Most of Dr. Ellis’ patients that use medical marijuana range in age from the late 20s to the 60s; a few are in their 80s. Some are military veterans like Ellis, a former Navy doctor. “I saw this as being a service that could help a lot of veterans,” she says.

The goal of treatment is to manage symptoms. “A lot of these people work. They are not sitting in the house dying,” says Ellis, whose practice at 2520 Central Ave., St. Petersburg, is a mix of home and office visits and telemedicine. “This is definitely helping with their lives.”


Dr. Natalie Ellis is one of the few doctors who do house calls these days. She serves a downtown community in St. Petersburg, visiting patients when they are sick or when young children make it inconvenient for them to come to the office.

Much like Dr. Quinn of Dr. Quinn Medicine Woman, Dr. Ellis is a pioneer. She is one of a growing number of Florida physicians licensed to treat patients with cannabis.

The newly licensed medical marijuana practitioners are learning as they go. “All of this is really new,” she says. “There’re a lot of people that still don’t know it’s legal.”
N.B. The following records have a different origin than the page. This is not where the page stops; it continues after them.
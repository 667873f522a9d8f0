// Copyright (c) 2025 Deephaven Client Contributors
//
// Licensed under the Apache License, Version 2.0 (the "License");
// you may not use this file except in compliance with the License.
// You may obtain a copy of the License at
//
//     http://www.apache.org/licenses/LICENSE-2.0
//
// Unless required by applicable law or agreed to in writing, software
// distributed under the License is distributed on an "AS IS" BASIS,
// WITHOUT WARRANTIES OR CONDITIONS OF ANY KIND, either express or implied.
// See the License for the specific language governing permissions and
// limitations under the License.

//! Per-connection execution engine.
//!
//! A [`SessionContext`] serializes every outgoing state-mutating request
//! through one work loop per connection and dispatches incoming push events
//! on one sequential loop, so issuance order equals wire order and receipt
//! order equals observation order.

mod context;
mod pending;

pub use context::SessionContext;

pub(crate) use pending::PendingBatch;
Marijuana is a Schedule 1 illegal drug under federal law, but the momentum is growing for full or partial legalization. Florida has joined 43 other U.S. states and the District of Columbia in allowing some form of medical marijuana, according to the National Center for Biotechnology Information, U.S. National Library of Medicine.
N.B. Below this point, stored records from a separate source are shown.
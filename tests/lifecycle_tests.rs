// Copyright (c) 2025 Deephaven Client Contributors
//
// Licensed under the Apache License, Version 2.0 (the "License");
// you may not use this file except in compliance with the License.
// You may obtain a copy of the License at
//
//     http://www.apache.org/licenses/LICENSE-2.0
//
// Unless required by applicable law or agreed to in writing, software
// distributed under the License is distributed on an "AS IS" BASIS,
// WITHOUT WARRANTIES OR CONDITIONS OF ANY KIND, either express or implied.
// See the License for the specific language governing permissions and
// limitations under the License.

//! End-to-end lifetime scenarios: claims, scopes, and handle release.

mod common;

use common::{session, settle, trades_definition};
use deephaven_client::{QueryScope, ServerEvent};
use std::sync::Arc;

#[tokio::test]
async fn test_release_fires_once_after_last_claim() {
    let s = session();
    let scope = QueryScope::new(Arc::clone(&s.context));
    let table = scope.fetch_table("trades").unwrap();
    settle().await;
    s.transport.answer_definition(100, trades_definition());
    settle().await;
    assert!(s.transport.released().is_empty());

    table.dispose();
    table.dispose();
    settle().await;
    assert_eq!(s.transport.released(), vec![100]);

    // The scope's claim was already detached; nothing fires twice.
    scope.dispose();
    settle().await;
    assert_eq!(s.transport.released(), vec![100]);
}

#[tokio::test]
async fn test_dependents_pinned_while_batch_in_flight() {
    let s = session();
    let scope = QueryScope::new(Arc::clone(&s.context));
    let table = scope.fetch_table("trades").unwrap();
    settle().await;
    s.transport.answer_definition(100, trades_definition());
    settle().await;

    let derived = table.head(5).unwrap();
    table.dispose();
    settle().await;
    // The in-flight batch still claims the parent.
    assert!(s.transport.released().is_empty());

    s.events
        .send(ServerEvent::ExportCreated {
            client_id: derived.client_id(),
            server_id: 101,
            definition: trades_definition(),
        })
        .unwrap();
    settle().await;
    // Batch completion dropped the last claim on the parent.
    assert_eq!(s.transport.released(), vec![100]);

    scope.dispose();
    settle().await;
    let mut released = s.transport.released();
    released.sort_unstable();
    assert_eq!(released, vec![100, 101]);
}

#[tokio::test]
async fn test_scope_dispose_cascades_without_double_release() {
    let s = session();
    let scope = QueryScope::new(Arc::clone(&s.context));
    let table = scope.fetch_table("trades").unwrap();
    settle().await;
    s.transport.answer_definition(100, trades_definition());
    settle().await;

    let managed = scope.manage(&table);
    scope.dispose();
    settle().await;
    assert_eq!(s.transport.released(), vec![100]);

    // Re-disposing the scope or the individual claims changes nothing.
    scope.dispose();
    table.dispose();
    managed.dispose();
    settle().await;
    assert_eq!(s.transport.released(), vec![100]);
}

#[tokio::test]
async fn test_dropping_table_detaches_claim() {
    let s = session();
    let scope = QueryScope::new(Arc::clone(&s.context));
    {
        let _table = scope.fetch_table("trades").unwrap();
        settle().await;
        s.transport.answer_definition(100, trades_definition());
        settle().await;
        assert!(s.transport.released().is_empty());
    }
    settle().await;
    assert_eq!(s.transport.released(), vec![100]);
}

#[tokio::test]
async fn test_chain_releases_each_handle_once() {
    let s = session();
    let scope = QueryScope::new(Arc::clone(&s.context));
    let table = scope.fetch_table("trades").unwrap();
    settle().await;
    s.transport.answer_definition(100, trades_definition());

    let filtered = table.where_(&["price > 10"]).unwrap();
    let top = filtered.head(10).unwrap();
    settle().await;

    for (derived, server_id) in [(&filtered, 101), (&top, 102)] {
        s.events
            .send(ServerEvent::ExportCreated {
                client_id: derived.client_id(),
                server_id,
                definition: trades_definition(),
            })
            .unwrap();
    }
    settle().await;
    assert!(s.transport.released().is_empty());

    scope.dispose();
    settle().await;
    let mut released = s.transport.released();
    released.sort_unstable();
    assert_eq!(released, vec![100, 101, 102]);
}

#[tokio::test]
async fn test_state_survives_intermediate_scope_disposal() {
    let s = session();
    let scope = QueryScope::new(Arc::clone(&s.context));
    let table = scope.fetch_table("trades").unwrap();
    settle().await;
    s.transport.answer_definition(100, trades_definition());
    settle().await;

    let (scope1, table1) = table.new_scope();
    let (scope2, table2) = table1.new_scope();
    scope.dispose();
    scope1.dispose();
    settle().await;
    // The innermost scope still claims the shared state.
    assert!(s.transport.released().is_empty());
    assert_eq!(table2.server_id(), Some(100));

    // Data access through the surviving claim still works.
    let transport = Arc::clone(&s.transport);
    tokio::spawn(async move {
        settle().await;
        transport.answer(Ok(deephaven_client::ServerReply::TableData(
            deephaven_client::TableSnapshot {
                rows: deephaven_client::RowRange::new(0, 0),
                columns: vec![],
            },
        )));
    });
    let snapshot = table2
        .get_table_data(deephaven_client::RowRange::new(0, 0), &["sym"], None)
        .await
        .unwrap();
    assert_eq!(snapshot.rows.len(), 1);

    scope2.dispose();
    settle().await;
    assert_eq!(s.transport.released(), vec![100]);
}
The Sunshine State passed a constitutional amendment to legalize medical marijuana in November 2016. Doctors have been undergoing special state training and 13 medical marijuana treatment centers (click here for a list of current Florida Medical Marijuana Dispensaries as of May 2018) have been licensed through the state Office for Medical Marijuana Use.

In Florida, the term medical marijuana refers to all parts of the cannabis plant, including its seeds and resin, and any compound made from it and dispensed at a state medical marijuana treatment center. Legally, it can’t be smoked. However, a number of conditions can be treated legally, including cancer, epilepsy, glaucoma, human immunodeficiency virus or HIV, acquired immune deficiency syndrome or AIDS, Post-Traumatic Stress Disorder, Amyotrophic Lateral Sclerosis, Crohn’s disease, Parkinson’s disease, Multiple Sclerosis, and chronic pain related to medical conditions that qualify for treatment.

Medical marijuana in Florida may contain significant amounts of tetrahydrocannabinol or THC, which is responsible for the high associated with marijuana. Low-THC products, which rely on cannabidiol or CDB for its health benefits, don’t have the euphoric properties and are considered to be distinct.